- _PROMPT_: Using the data below, copy out all lines with the word "NoOp".

- _STORED DATA_:
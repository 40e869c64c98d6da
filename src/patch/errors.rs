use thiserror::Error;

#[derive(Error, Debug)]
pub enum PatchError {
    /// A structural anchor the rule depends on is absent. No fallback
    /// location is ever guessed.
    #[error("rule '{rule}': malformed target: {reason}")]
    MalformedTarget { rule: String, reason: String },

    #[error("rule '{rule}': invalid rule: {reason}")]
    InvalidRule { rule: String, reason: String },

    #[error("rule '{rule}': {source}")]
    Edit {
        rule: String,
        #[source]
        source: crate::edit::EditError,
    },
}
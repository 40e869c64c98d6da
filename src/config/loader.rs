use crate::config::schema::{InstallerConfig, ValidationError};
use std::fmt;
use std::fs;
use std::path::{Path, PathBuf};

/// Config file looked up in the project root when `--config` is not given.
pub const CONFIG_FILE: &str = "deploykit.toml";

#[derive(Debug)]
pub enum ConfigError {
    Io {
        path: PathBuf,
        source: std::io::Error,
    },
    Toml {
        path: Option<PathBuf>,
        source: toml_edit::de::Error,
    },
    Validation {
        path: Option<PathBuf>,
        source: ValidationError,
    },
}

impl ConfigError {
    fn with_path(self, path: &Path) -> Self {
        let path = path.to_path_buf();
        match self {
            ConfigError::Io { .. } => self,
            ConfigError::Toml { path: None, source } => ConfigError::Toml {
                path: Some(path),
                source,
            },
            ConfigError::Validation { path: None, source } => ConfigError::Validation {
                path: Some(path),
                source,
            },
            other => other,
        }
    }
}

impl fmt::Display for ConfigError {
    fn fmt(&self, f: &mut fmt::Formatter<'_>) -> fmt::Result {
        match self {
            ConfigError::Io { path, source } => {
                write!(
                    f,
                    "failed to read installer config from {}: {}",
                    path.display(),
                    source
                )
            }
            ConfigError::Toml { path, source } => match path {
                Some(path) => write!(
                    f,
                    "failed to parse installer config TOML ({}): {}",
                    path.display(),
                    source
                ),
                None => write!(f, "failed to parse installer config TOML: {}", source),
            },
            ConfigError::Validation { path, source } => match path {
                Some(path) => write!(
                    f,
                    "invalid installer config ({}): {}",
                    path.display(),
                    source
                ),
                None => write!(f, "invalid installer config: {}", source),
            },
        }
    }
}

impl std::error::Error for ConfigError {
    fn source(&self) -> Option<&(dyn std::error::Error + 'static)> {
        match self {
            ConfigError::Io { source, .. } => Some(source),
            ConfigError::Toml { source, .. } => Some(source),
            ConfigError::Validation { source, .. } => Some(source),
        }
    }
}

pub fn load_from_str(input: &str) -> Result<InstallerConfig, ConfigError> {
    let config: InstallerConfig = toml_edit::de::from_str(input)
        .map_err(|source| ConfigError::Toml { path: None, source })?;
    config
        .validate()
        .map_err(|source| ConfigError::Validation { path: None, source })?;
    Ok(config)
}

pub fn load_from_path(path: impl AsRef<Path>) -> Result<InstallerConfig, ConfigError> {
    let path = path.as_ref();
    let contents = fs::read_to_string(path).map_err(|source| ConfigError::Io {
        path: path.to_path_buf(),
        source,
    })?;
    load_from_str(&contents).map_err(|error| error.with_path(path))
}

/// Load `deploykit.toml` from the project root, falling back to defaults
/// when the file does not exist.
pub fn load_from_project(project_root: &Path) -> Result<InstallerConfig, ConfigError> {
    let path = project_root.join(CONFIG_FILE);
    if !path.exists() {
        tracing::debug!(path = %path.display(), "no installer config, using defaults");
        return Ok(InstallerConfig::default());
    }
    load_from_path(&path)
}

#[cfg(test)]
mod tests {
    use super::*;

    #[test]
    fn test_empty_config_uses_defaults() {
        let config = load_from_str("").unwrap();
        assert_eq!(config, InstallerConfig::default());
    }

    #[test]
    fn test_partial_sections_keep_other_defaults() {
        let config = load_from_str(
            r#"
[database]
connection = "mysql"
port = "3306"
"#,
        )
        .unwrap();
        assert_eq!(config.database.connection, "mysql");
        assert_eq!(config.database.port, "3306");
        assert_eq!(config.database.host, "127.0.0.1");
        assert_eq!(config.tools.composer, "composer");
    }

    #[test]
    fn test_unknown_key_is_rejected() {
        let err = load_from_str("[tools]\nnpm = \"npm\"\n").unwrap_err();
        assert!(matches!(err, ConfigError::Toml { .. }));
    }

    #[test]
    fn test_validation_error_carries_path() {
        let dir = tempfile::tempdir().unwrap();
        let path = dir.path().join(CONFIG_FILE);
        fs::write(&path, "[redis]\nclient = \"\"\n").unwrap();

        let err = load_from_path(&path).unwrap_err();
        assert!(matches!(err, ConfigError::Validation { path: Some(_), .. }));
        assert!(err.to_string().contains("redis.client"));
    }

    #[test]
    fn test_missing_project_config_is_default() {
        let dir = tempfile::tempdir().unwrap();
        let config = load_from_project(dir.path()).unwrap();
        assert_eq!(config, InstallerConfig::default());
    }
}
--
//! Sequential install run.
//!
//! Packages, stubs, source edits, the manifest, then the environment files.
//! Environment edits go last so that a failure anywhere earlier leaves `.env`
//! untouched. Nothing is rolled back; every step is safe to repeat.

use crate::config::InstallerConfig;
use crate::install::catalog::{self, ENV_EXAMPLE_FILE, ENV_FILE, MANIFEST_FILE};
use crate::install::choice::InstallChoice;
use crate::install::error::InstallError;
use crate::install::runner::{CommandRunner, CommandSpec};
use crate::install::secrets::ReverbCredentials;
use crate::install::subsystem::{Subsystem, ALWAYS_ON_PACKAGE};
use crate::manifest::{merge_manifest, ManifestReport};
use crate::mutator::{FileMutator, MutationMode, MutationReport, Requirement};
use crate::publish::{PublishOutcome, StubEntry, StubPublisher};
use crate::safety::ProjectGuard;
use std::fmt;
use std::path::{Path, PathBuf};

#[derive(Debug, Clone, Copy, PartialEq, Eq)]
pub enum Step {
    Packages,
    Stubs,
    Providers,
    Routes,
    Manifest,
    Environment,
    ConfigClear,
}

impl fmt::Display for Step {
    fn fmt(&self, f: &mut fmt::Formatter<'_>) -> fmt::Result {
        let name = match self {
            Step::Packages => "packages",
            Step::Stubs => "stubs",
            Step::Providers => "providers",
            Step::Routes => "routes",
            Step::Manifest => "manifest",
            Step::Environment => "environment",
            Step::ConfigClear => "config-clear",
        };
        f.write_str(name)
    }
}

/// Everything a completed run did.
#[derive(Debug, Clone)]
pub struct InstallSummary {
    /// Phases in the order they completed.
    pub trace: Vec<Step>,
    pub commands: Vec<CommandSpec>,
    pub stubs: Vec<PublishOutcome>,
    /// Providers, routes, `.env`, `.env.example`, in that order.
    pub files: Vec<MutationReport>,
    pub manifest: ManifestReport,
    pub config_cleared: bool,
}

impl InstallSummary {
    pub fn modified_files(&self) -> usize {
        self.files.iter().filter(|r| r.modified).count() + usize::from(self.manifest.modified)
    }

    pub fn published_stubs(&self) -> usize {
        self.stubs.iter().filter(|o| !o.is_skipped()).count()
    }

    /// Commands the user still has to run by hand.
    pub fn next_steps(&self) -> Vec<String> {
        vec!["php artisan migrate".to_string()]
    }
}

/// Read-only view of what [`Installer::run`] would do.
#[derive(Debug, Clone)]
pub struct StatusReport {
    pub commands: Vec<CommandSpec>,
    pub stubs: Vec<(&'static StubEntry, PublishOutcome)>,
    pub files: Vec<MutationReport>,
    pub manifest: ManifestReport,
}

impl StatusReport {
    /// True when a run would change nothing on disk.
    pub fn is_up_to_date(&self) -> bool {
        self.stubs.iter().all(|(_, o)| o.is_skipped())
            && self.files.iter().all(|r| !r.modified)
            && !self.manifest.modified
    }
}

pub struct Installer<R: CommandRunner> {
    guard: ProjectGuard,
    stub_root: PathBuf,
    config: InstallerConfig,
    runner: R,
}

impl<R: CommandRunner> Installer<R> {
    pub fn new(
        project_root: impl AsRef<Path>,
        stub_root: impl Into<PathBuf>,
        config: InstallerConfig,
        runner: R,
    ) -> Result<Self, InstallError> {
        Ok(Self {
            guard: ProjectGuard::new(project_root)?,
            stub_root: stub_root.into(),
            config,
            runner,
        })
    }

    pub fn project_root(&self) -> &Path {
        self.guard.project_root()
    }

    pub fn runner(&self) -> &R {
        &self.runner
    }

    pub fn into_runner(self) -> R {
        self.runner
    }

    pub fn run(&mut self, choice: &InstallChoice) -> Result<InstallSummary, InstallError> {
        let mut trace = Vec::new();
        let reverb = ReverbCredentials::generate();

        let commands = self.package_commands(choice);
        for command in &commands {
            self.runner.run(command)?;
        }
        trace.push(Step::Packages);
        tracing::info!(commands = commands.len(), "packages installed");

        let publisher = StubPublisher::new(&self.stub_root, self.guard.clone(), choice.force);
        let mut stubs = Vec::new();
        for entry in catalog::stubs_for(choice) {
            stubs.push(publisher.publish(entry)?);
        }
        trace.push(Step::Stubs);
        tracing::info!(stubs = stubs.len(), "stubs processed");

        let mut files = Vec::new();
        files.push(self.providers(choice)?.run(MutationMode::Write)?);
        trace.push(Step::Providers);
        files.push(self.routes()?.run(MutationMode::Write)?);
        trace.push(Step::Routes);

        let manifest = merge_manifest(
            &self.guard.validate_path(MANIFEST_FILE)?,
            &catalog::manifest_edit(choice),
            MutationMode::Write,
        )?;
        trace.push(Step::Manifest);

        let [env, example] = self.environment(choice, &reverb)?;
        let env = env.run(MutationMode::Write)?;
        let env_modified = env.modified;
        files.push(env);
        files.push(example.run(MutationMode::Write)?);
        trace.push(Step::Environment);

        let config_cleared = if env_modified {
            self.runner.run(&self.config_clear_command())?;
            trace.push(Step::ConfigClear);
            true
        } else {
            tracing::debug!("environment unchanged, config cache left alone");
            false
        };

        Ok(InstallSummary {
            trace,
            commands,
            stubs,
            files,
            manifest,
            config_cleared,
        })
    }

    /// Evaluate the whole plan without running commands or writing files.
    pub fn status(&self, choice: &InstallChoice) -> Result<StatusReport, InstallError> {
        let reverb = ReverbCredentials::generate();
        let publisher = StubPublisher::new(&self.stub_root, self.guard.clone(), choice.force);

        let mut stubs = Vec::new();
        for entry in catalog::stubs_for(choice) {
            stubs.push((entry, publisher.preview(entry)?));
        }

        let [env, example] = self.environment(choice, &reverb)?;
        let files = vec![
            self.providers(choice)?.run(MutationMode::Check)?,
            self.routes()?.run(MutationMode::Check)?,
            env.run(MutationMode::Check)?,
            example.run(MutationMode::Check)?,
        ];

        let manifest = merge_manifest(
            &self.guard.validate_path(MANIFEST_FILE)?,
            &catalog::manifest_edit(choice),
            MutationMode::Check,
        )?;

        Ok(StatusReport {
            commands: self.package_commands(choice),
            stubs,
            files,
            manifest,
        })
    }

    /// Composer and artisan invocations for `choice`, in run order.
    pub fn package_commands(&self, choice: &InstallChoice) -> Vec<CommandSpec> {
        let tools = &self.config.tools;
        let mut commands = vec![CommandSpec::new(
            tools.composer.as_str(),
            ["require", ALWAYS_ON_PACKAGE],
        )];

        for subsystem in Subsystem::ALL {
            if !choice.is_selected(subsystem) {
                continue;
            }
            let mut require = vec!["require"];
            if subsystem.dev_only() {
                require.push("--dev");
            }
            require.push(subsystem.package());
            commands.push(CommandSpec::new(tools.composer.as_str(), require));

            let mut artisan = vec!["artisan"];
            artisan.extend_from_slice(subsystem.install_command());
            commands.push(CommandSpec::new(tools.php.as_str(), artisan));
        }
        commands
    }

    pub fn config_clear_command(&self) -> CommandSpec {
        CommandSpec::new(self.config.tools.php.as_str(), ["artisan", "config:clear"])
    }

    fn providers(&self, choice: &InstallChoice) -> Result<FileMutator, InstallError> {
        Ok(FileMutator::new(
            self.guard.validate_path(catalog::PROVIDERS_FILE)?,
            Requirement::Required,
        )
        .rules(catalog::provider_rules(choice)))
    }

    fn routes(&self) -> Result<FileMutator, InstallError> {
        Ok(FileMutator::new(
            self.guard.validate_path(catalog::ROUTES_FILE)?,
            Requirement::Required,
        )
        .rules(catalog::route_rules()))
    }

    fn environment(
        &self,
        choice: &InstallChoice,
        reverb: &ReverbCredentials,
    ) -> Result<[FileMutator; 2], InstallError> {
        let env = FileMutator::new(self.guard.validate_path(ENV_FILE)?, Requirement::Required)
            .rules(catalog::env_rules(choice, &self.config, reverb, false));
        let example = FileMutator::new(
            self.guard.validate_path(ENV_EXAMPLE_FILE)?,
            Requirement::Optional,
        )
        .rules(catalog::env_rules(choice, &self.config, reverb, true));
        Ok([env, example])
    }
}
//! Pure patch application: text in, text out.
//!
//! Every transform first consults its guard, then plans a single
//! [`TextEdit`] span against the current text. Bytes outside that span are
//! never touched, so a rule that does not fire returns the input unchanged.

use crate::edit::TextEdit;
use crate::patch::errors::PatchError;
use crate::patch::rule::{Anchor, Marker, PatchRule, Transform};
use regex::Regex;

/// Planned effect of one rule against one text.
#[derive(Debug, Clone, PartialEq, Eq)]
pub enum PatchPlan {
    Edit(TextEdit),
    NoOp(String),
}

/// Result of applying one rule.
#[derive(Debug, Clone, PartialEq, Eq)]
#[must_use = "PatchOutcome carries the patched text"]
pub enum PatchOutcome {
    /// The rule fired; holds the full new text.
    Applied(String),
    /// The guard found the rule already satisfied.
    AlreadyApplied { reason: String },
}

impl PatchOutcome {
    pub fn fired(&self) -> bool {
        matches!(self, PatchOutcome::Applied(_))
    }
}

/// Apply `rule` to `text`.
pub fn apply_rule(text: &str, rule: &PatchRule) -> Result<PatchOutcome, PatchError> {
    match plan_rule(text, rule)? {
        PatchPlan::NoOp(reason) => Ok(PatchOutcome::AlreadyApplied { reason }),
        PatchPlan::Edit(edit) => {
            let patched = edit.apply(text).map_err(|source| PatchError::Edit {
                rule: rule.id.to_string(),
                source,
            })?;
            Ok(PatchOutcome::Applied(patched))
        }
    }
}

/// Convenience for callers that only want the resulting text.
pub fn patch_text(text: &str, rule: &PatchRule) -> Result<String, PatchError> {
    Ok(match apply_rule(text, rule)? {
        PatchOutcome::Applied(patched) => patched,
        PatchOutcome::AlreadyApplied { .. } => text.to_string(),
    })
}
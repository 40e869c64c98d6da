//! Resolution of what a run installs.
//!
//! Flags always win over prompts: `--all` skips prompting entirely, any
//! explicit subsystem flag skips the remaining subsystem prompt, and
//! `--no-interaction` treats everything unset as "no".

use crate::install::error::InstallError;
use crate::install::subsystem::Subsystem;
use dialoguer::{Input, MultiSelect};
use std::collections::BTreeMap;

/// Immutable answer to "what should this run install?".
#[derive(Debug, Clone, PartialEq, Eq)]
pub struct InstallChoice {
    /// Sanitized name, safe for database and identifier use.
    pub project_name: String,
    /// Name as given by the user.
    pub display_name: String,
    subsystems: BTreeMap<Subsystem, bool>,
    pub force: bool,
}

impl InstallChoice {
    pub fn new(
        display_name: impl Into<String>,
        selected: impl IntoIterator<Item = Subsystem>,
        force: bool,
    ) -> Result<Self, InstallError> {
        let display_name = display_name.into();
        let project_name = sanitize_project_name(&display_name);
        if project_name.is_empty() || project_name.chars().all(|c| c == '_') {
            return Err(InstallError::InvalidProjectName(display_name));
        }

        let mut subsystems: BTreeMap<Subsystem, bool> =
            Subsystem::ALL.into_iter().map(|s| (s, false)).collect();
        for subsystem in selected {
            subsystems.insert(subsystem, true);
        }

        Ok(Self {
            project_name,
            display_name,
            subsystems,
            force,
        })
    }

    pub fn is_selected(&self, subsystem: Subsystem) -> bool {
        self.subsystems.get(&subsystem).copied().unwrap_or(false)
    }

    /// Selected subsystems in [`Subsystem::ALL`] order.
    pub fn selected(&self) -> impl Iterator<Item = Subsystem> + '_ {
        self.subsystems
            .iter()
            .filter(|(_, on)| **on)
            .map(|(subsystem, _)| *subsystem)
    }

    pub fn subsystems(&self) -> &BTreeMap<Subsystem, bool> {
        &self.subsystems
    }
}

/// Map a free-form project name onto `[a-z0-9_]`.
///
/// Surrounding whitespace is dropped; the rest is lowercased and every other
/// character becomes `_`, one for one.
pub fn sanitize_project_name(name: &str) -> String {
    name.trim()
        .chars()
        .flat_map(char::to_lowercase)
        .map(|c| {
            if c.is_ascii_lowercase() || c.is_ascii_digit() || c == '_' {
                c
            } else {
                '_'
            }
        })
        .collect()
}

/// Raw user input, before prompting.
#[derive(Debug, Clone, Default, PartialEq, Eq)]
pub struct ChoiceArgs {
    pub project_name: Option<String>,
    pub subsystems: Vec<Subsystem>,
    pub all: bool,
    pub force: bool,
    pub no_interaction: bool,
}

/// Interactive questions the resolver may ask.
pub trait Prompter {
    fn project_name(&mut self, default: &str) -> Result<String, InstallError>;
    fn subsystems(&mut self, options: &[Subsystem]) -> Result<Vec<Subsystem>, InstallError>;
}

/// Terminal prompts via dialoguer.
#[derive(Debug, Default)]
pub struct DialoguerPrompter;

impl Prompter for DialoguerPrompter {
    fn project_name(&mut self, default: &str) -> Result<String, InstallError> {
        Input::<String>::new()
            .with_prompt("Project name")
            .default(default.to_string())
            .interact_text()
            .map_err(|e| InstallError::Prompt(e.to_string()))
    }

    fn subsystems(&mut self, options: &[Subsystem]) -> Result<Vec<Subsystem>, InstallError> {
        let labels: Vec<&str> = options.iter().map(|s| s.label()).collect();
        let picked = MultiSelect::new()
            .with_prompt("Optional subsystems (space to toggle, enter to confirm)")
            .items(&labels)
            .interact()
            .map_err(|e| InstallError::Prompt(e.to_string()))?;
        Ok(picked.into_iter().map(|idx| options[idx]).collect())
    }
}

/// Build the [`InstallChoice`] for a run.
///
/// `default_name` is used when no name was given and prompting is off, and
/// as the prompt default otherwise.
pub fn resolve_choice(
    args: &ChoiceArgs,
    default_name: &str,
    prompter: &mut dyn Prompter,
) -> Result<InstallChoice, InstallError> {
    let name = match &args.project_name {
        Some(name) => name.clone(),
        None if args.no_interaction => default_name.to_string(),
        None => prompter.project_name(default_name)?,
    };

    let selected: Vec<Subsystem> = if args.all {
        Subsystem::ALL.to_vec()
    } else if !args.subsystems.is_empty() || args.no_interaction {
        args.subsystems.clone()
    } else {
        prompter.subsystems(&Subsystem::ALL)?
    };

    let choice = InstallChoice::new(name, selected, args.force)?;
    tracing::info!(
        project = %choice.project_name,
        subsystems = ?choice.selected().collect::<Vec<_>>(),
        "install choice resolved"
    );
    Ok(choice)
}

- _EXPECTED OUTPUT_:
    NoOp(String),
        PatchPlan::NoOp(reason) => Ok(PatchOutcome::AlreadyApplied { reason }),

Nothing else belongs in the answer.